Polar two-dimensional organic–inorganic hybrid perovskites (2D-OIHPs) with the bulk photovoltaic effect (BPVE) have shown tremendous potential in developing passive high-performance polarized light detection (PLD) owing to their polarization-driven strong light–matter interaction associated with excellent semiconductor properties. However, the current exploration of these materials for PLD is limited by trial-and-error approaches, which are time-consuming and resource-intensive, highlighting the need for the emergence of polar materials with robust design methods.
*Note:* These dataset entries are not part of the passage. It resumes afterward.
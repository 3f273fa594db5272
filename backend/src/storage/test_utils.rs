//! In-memory store used by loader and shell tests: fixed data set at
//! construction, per-collection failure injection toggled at runtime.

use std::sync::atomic::{AtomicBool, Ordering};

use anyhow::Result;
use async_trait::async_trait;
use shared::User;

use crate::storage::rows::{DailyRecordRow, FixedCostRow, ProfileRow};
use crate::storage::traits::{DailyRecordStorage, FixedCostStorage, ProfileStorage};

#[derive(Default)]
pub struct FakeStore {
    pub profile: Option<ProfileRow>,
    pub costs: Vec<FixedCostRow>,
    pub records: Vec<DailyRecordRow>,
    pub fail_profile: AtomicBool,
    pub fail_costs: AtomicBool,
    pub fail_records: AtomicBool,
}

impl FakeStore {
    pub fn set_fail_costs(&self, fail: bool) {
        self.fail_costs.store(fail, Ordering::SeqCst);
    }
}

#[async_trait]
impl ProfileStorage for FakeStore {
    async fn get_profile(&self, _user_id: &str) -> Result<Option<ProfileRow>> {
        if self.fail_profile.load(Ordering::SeqCst) {
            anyhow::bail!("profile fetch refused");
        }
        Ok(self.profile.clone())
    }

    async fn upsert_profile(&self, _user_id: &str, _user: &User) -> Result<()> {
        anyhow::bail!("writes not supported by the fake store");
    }
}

#[async_trait]
impl FixedCostStorage for FakeStore {
    async fn list_fixed_costs(&self, _user_id: &str) -> Result<Vec<FixedCostRow>> {
        if self.fail_costs.load(Ordering::SeqCst) {
            anyhow::bail!("fixed costs fetch refused");
        }
        Ok(self.costs.clone())
    }

    async fn store_fixed_cost(&self, _user_id: &str, _name: &str, _monthly_amount: f64) -> Result<String> {
        anyhow::bail!("writes not supported by the fake store");
    }

    async fn delete_fixed_cost(&self, _user_id: &str, _cost_id: &str) -> Result<bool> {
        anyhow::bail!("writes not supported by the fake store");
    }
}

#[async_trait]
impl DailyRecordStorage for FakeStore {
    async fn list_daily_records(&self, _user_id: &str) -> Result<Vec<DailyRecordRow>> {
        if self.fail_records.load(Ordering::SeqCst) {
            anyhow::bail!("daily records fetch refused");
        }
        Ok(self.records.clone())
    }

    async fn upsert_daily_record(&self, _user_id: &str, _date: &str, _earnings: f64, _mileage: i64) -> Result<String> {
        anyhow::bail!("writes not supported by the fake store");
    }

    async fn close_daily_record(&self, _user_id: &str, _date: &str) -> Result<bool> {
        anyhow::bail!("writes not supported by the fake store");
    }

    async fn store_expense(&self, _user_id: &str, _date: &str, _expense_type: &str, _amount: f64) -> Result<String> {
        anyhow::bail!("writes not supported by the fake store");
    }

    async fn delete_expense(&self, _expense_id: &str) -> Result<bool> {
        anyhow::bail!("writes not supported by the fake store");
    }
}
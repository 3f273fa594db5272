use anyhow::Result;
use sqlx::{migrate::MigrateDatabase, Sqlite, SqlitePool};
use std::sync::Arc;

/// DbConnection manages database operations
#[derive(Clone)]
pub struct DbConnection {
    pool: Arc<SqlitePool>,
}

impl DbConnection {
    /// Create a new database connection
    pub async fn new(url: &str) -> Result<Self> {
        // Create database if it doesn't exist
        if !Sqlite::database_exists(url).await.unwrap_or(false) {
            Sqlite::create_database(url).await?
        }

        // Connect to the database
        let pool = SqlitePool::connect(url).await?;

        // Setup database schema
        Self::setup_schema(&pool).await?;

        Ok(Self { pool: Arc::new(pool) })
    }

    /// Initialize a test database with a unique name
    #[cfg(test)]
    pub async fn init_test() -> Result<Self> {
        // Generate a unique database name for tests
        let test_id = uuid::Uuid::new_v4().to_string();
        let db_url = format!("file:memdb_{}?mode=memory&cache=shared", test_id);

        Self::new(&db_url).await
    }

    pub fn pool(&self) -> &SqlitePool {
        &self.pool
    }

    /// Set up the required database schema
    async fn setup_schema(pool: &SqlitePool) -> Result<()> {
        // Create profiles table
        sqlx::query(
            r#"
            CREATE TABLE IF NOT EXISTS profiles (
                id TEXT PRIMARY KEY,
                first_name TEXT,
                last_name TEXT,
                email TEXT,
                phone TEXT
            );
            "#,
        )
        .execute(pool)
        .await?;

        // Create fixed_costs table
        sqlx::query(
            r#"
            CREATE TABLE IF NOT EXISTS fixed_costs (
                id TEXT PRIMARY KEY,
                user_id TEXT NOT NULL,
                name TEXT NOT NULL,
                monthly_amount TEXT NOT NULL,
                created_at DATETIME DEFAULT CURRENT_TIMESTAMP
            );
            "#,
        )
        .execute(pool)
        .await?;

        // Create index for user_id filtering
        sqlx::query(
            r#"
            CREATE INDEX IF NOT EXISTS idx_fixed_costs_user_id
            ON fixed_costs(user_id);
            "#,
        )
        .execute(pool)
        .await?;

        // Create daily_records table, one row per user per date
        sqlx::query(
            r#"
            CREATE TABLE IF NOT EXISTS daily_records (
                id TEXT PRIMARY KEY,
                user_id TEXT NOT NULL,
                date TEXT NOT NULL,
                earnings TEXT NOT NULL DEFAULT '0',
                mileage INTEGER NOT NULL DEFAULT 0,
                is_closed INTEGER NOT NULL DEFAULT 0,
                UNIQUE(user_id, date)
            );
            "#,
        )
        .execute(pool)
        .await?;

        // Create index for ordering records by date (most recent first)
        sqlx::query(
            r#"
            CREATE INDEX IF NOT EXISTS idx_daily_records_user_date
            ON daily_records(user_id, date DESC);
            "#,
        )
        .execute(pool)
        .await?;

        // Create expenses table
        sqlx::query(
            r#"
            CREATE TABLE IF NOT EXISTS expenses (
                id TEXT PRIMARY KEY,
                record_id TEXT NOT NULL,
                type TEXT NOT NULL,
                amount TEXT NOT NULL,
                created_at DATETIME DEFAULT CURRENT_TIMESTAMP,
                FOREIGN KEY (record_id) REFERENCES daily_records (id) ON DELETE CASCADE
            );
            "#,
        )
        .execute(pool)
        .await?;

        // Create index for record_id filtering
        sqlx::query(
            r#"
            CREATE INDEX IF NOT EXISTS idx_expenses_record_id
            ON expenses(record_id);
            "#,
        )
        .execute(pool)
        .await?;

        Ok(())
    }
}
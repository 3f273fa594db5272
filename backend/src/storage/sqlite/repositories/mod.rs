pub mod daily_record_repository;
pub mod fixed_cost_repository;
pub mod profile_repository;

pub use daily_record_repository::DailyRecordRepository;
pub use fixed_cost_repository::FixedCostRepository;
pub use profile_repository::ProfileRepository;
In this study, we demonstrated the potential of a target-oriented synthesized chiral alternating cation-intercalated (ACI) OIHP, (R-PPA)(EA)PbBr₄ (1, R-PPA = (R)-(+)-1-phenylpropylamine, and EA = ethylamine), for high-sensitive passive PLD. Under steady illumination, 1 exhibits obvious BPVE along the polar direction with a I_on/I_off ratio of ≈10³. Additionally, owing to the polarization-driven nature of BPVE, a single crystal device based on 1 exhibited significant angle-resolved short circuit current with a polarization ratio of about 3, which is approximately three times amplified than its bias mode. This result agrees well with the previous works based on the BPVE in polar OIHPs and surpasses the results of reported PLDs relying on device geometric anisotropy. Our work opens a new avenue for exploring polar materials with high polarized light sensitivity, thus promoting the development of multi-functional optoelectronic devices.